Last night, I caught a sneak preview of Robert Rodriguez's Once Upon a Time in Mexico, his final installment in the El Mariachi trilogy. Reflecting a bit more on the idea of time invention as discussed in the last SYMBOLIC entry, it becomes clear that Once Upon a Time in Mexico is a fable, an invented tale both entertaining and nostalgic in its design.

Myths are meant to be told around a campfire; they come from oral traditions and, as such, aren't intended to be overly complex and involved. They are simple stories that distract and educate; they make you laugh and show you something about how the world works. By their very introduction -- "once upon a time" -- they aren't meant to be taken literally (at least, not by our jaded world-weary 21st century cynicism), but rather their existence is buoyed by your willingness to suspend disbelief.

Okay, this all sounds like an explanation, a pre-apology for a film which will probably get savaged by critics and will die a quiet death at the box office. It will only happen because people will approach this film as if it were an important piece of cinema or that their time is so valuable -- "so many films, so little time" -- that their impatience will overcome the simple act of having a good time.

Which is too bad because everyone onscreen is having a grand old time. Especially Johnny Depp who, I believe more and more, can deliver any line of dialogue ever written and imbue it with enough gravitas that it overcomes any inherent affectation. Johnny "Balancer of Forces" Depp scampered off with Pirates of the Caribbean and does the same in Once Upon a Time in Mexico and why not? He plays the Trickster in either film and when does the Trickster not steal the show? Unemcumbered with the necessity of heroic action or dastardly villainy, the Trickster gets to willfully partake of either extreme in his pursuit of shaking the order of the universe.

Once Upon a Time in Mexico is a simple tale of Death and Redemption. Each of the players is seeking resurrection into a new body, a new lease on a wasted life. (The climax of the film takes place on the Day of the Dead, a useful cinematic event which allows for lots of visual flair but is really just a thorough bludgeoning of the audience as to the underlying point of the tale.) "What do you want in life?" Carolina asks El Mariachi. "Freedom," he says -- Libertas -- and her one word response to that answer isn't as simple as it sounds. Each of the characters knows the difficulty of freedom, and Rodriquez smartly gathers together a group of thespians who all have such a history associated with them that the lines and textures of their faces all speak of a clear understanding of the tiring complexity in striving for the simplicity of freedom.

Depp looks younger than everyone else, somehow tapping into the innocent baby face which made young girls scream with delight during the 21 Jump Street years. It isn't until he is made "real" by events in the third act that he becomes like the others -- a tired soul seeking redemption. Up to that point, he is a capricious figure, manipulating events and characters towards their inevitable and violent conclusion.
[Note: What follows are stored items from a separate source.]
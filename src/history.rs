use std::collections::{BTreeMap, HashSet};
use std::io::Write;
use std::path::{Path, PathBuf};

use serde::de::DeserializeOwned;
use serde::Serialize;
use sha2::{Digest, Sha256};
use tempfile::NamedTempFile;

use crate::error::{Result, SudsError};
use crate::models::{Purchase, RawEntry, RawKey};

// ---------------------------------------------------------------------------
// Atomic JSON files
// ---------------------------------------------------------------------------

/// Writes `value` as pretty JSON next to `path` and renames it into place, so
/// readers only ever see the old file or the complete new one.
pub fn write_json_atomic<T: Serialize + ?Sized>(path: &Path, value: &T) -> Result<()> {
    let dir = path
        .parent()
        .filter(|p| !p.as_os_str().is_empty())
        .unwrap_or_else(|| Path::new("."));
    std::fs::create_dir_all(dir)?;
    let mut tmp = NamedTempFile::new_in(dir)?;
    serde_json::to_writer_pretty(&mut tmp, value)?;
    tmp.write_all(b"\n")?;
    tmp.as_file().sync_all()?;
    tmp.persist(path).map_err(|e| SudsError::Io(e.error))?;
    Ok(())
}

/// `Ok(None)` when the file does not exist; a present but malformed file is an error.
pub fn read_json<T: DeserializeOwned>(path: &Path) -> Result<Option<T>> {
    if !path.exists() {
        return Ok(None);
    }
    let content = std::fs::read_to_string(path)?;
    Ok(Some(serde_json::from_str(&content)?))
}

fn sha256_hex(data: &[u8]) -> String {
    let mut hasher = Sha256::new();
    hasher.update(data);
    hex::encode(hasher.finalize())
}

pub fn file_checksum(path: &Path) -> Result<String> {
    Ok(sha256_hex(&std::fs::read(path)?))
}

/// Checksum of a batch as it would be written to disk, so a batch taken
/// straight from a file hashes the same as the file itself.
pub fn records_checksum<T: Serialize + ?Sized>(value: &T) -> Result<String> {
    let mut data = serde_json::to_vec_pretty(value)?;
    data.push(b'\n');
    Ok(sha256_hex(&data))
}

// ---------------------------------------------------------------------------
// Artifact locations
// ---------------------------------------------------------------------------

/// Where each durable pipeline artifact lives.
#[derive(Debug, Clone)]
pub struct Artifacts {
    pub raw: PathBuf,
    pub cleaned: PathBuf,
    pub delta: PathBuf,
}

impl Artifacts {
    pub fn in_dir(data_dir: &Path) -> Self {
        Self {
            raw: data_dir.join("raw_history.json"),
            cleaned: data_dir.join("cleaned.json"),
            delta: data_dir.join("cleaned_delta.json"),
        }
    }

    pub fn load_raw(&self) -> Result<Option<RawHistory>> {
        Ok(read_json::<Vec<RawEntry>>(&self.raw)?.map(RawHistory::from_entries))
    }

    pub fn save_raw(&self, history: &RawHistory) -> Result<()> {
        write_json_atomic(&self.raw, &history.entries)
    }

    pub fn load_cleaned(&self) -> Result<Option<Vec<Purchase>>> {
        read_json(&self.cleaned)
    }

    /// `Some(vec![])` means a clean run found nothing new; `None` means no
    /// clean run has written a delta yet.
    pub fn load_delta(&self) -> Result<Option<Vec<Purchase>>> {
        read_json(&self.delta)
    }

    /// Replaces the delta first and the full history second. If the process
    /// dies in between, the next clean run still sees the old watermark and
    /// recomputes the same delta.
    pub fn save_clean(&self, history: &[Purchase], delta: &[Purchase]) -> Result<()> {
        write_json_atomic(&self.delta, delta)?;
        write_json_atomic(&self.cleaned, history)
    }
}

// ---------------------------------------------------------------------------
// Raw history
// ---------------------------------------------------------------------------

/// Raw source entries, newest first, unique by composite key.
#[derive(Debug, Clone, Default, PartialEq)]
pub struct RawHistory {
    pub entries: Vec<RawEntry>,
}

impl RawHistory {
    pub fn from_entries(entries: Vec<RawEntry>) -> Self {
        let mut history = Self::default();
        history.merge_new(entries);
        history
    }

    pub fn len(&self) -> usize {
        self.entries.len()
    }

    pub fn is_empty(&self) -> bool {
        self.entries.is_empty()
    }

    /// Transaction id at the head, i.e. the newest entry we have.
    pub fn latest_id(&self) -> Option<&str> {
        self.entries
            .first()
            .map(|e| e.transaction_id.trim())
            .filter(|id| !id.is_empty())
    }

    /// Puts freshly fetched entries (newest first) in front of the existing
    /// ones, dropping any whose composite key is already present. Returns how
    /// many were added.
    pub fn merge_new(&mut self, fresh: Vec<RawEntry>) -> usize {
        let mut known: HashSet<RawKey> = self.entries.iter().map(RawEntry::key).collect();
        let mut added = Vec::with_capacity(fresh.len());
        for entry in fresh {
            if known.insert(entry.key()) {
                added.push(entry);
            } else {
                tracing::debug!(transaction_id = %entry.transaction_id, "dropping duplicate raw entry");
            }
        }
        let count = added.len();
        added.append(&mut self.entries);
        self.entries = added;
        count
    }

    /// Ids that appear on more than one entry, with every entry carrying them.
    pub fn duplicate_ids(&self) -> BTreeMap<String, Vec<&RawEntry>> {
        let mut by_id: BTreeMap<String, Vec<&RawEntry>> = BTreeMap::new();
        for entry in &self.entries {
            let id = entry.transaction_id.trim();
            if !id.is_empty() {
                by_id.entry(id.to_string()).or_default().push(entry);
            }
        }
        by_id.retain(|_, entries| entries.len() > 1);
        by_id
    }
}

#[cfg(test)]
mod tests {
    use super::*;

    fn entry(id: &str, total: &str) -> RawEntry {
        RawEntry {
            transaction_id: id.into(),
            datetime: "11/26/2025, 9:32 PM".into(),
            cardholder: "EMV-TAP (0420)".into(),
            total: total.into(),
            details_text: "Vac\t(vacuum 1)\t$1.00".into(),
            ..Default::default()
        }
    }

    #[test]
    fn test_merge_prepends_newest_first() {
        let mut history = RawHistory::from_entries(vec![entry("2", "$1.00"), entry("1", "$1.00")]);
        let added = history.merge_new(vec![entry("4", "$1.00"), entry("3", "$1.00")]);
        assert_eq!(added, 2);
        let ids: Vec<&str> = history.entries.iter().map(|e| e.transaction_id.as_str()).collect();
        assert_eq!(ids, ["4", "3", "2", "1"]);
        assert_eq!(history.latest_id(), Some("4"));
    }

    #[test]
    fn test_duplicate_safety_net() {
        let mut history = RawHistory::default();
        let added = history.merge_new(vec![
            entry("9", "$1.00"),
            entry("9", "$2.00"),
            entry("9", "$1.00"),
        ]);
        assert_eq!(added, 2);
        assert_eq!(history.len(), 2);
        let dupes = history.duplicate_ids();
        assert_eq!(dupes.len(), 1);
        assert_eq!(dupes["9"].len(), 2);
    }

    #[test]
    fn test_merge_skips_already_stored() {
        let mut history = RawHistory::from_entries(vec![entry("1", "$1.00")]);
        assert_eq!(history.merge_new(vec![entry("1", "$1.00")]), 0);
        assert_eq!(history.len(), 1);
    }

    #[test]
    fn test_latest_id_ignores_blank() {
        let history = RawHistory::from_entries(vec![entry("  ", "$1.00")]);
        assert_eq!(history.latest_id(), None);
        assert_eq!(RawHistory::default().latest_id(), None);
    }

    #[test]
    fn test_atomic_write_and_read() {
        let dir = tempfile::tempdir().unwrap();
        let artifacts = Artifacts::in_dir(dir.path());
        assert!(artifacts.load_raw().unwrap().is_none());

        let history = RawHistory::from_entries(vec![entry("5", "$1.00")]);
        artifacts.save_raw(&history).unwrap();
        let loaded = artifacts.load_raw().unwrap().unwrap();
        assert_eq!(loaded, history);

        // No stray temp files left behind.
        let files = std::fs::read_dir(dir.path()).unwrap().count();
        assert_eq!(files, 1);
    }

    #[test]
    fn test_empty_delta_distinct_from_absent() {
        let dir = tempfile::tempdir().unwrap();
        let artifacts = Artifacts::in_dir(dir.path());
        assert!(artifacts.load_delta().unwrap().is_none());
        artifacts.save_clean(&[], &[]).unwrap();
        assert_eq!(artifacts.load_delta().unwrap(), Some(vec![]));
    }

    #[test]
    fn test_records_checksum_matches_written_file() {
        let dir = tempfile::tempdir().unwrap();
        let path = dir.path().join("raw.json");
        let entries = vec![entry("2", "$1.00"), entry("1", "$1.00")];
        write_json_atomic(&path, &entries).unwrap();
        assert_eq!(file_checksum(&path).unwrap(), records_checksum(&entries).unwrap());
        assert_ne!(
            records_checksum(&entries[..1]).unwrap(),
            records_checksum(&entries).unwrap()
        );
    }

    #[test]
    fn test_malformed_file_is_an_error() {
        let dir = tempfile::tempdir().unwrap();
        let artifacts = Artifacts::in_dir(dir.path());
        std::fs::write(&artifacts.raw, "{not json").unwrap();
        assert!(artifacts.load_raw().is_err());
    }
}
The intricacies of the subterfuge between characters are more byzantine than necessary and the film bogs down a bit with the unnecessary double-turns, obscuring the small poignancies to be found in the stories of Mickey Rourke's exiled assassin and Rubén Blades' retired FBI agent. The archetypal weight that El Mariachi is saddled with is handled in a nicely understated way by Antonio Bandaras, and Salma Hayek's turn as the Mother Protector could have been given a bit more screen time. Minor quibbles though. As a story which is really nothing more than a roaring campfire tale, Once Upon a Time in Mexico is entertaining, distracting, and ultimately bittersweet.

"Who are you guys?"
"We're the sons of Mexico."

I mean, come on. We all wish we could have heroic enough lives that we could stand tall and utter lines like that.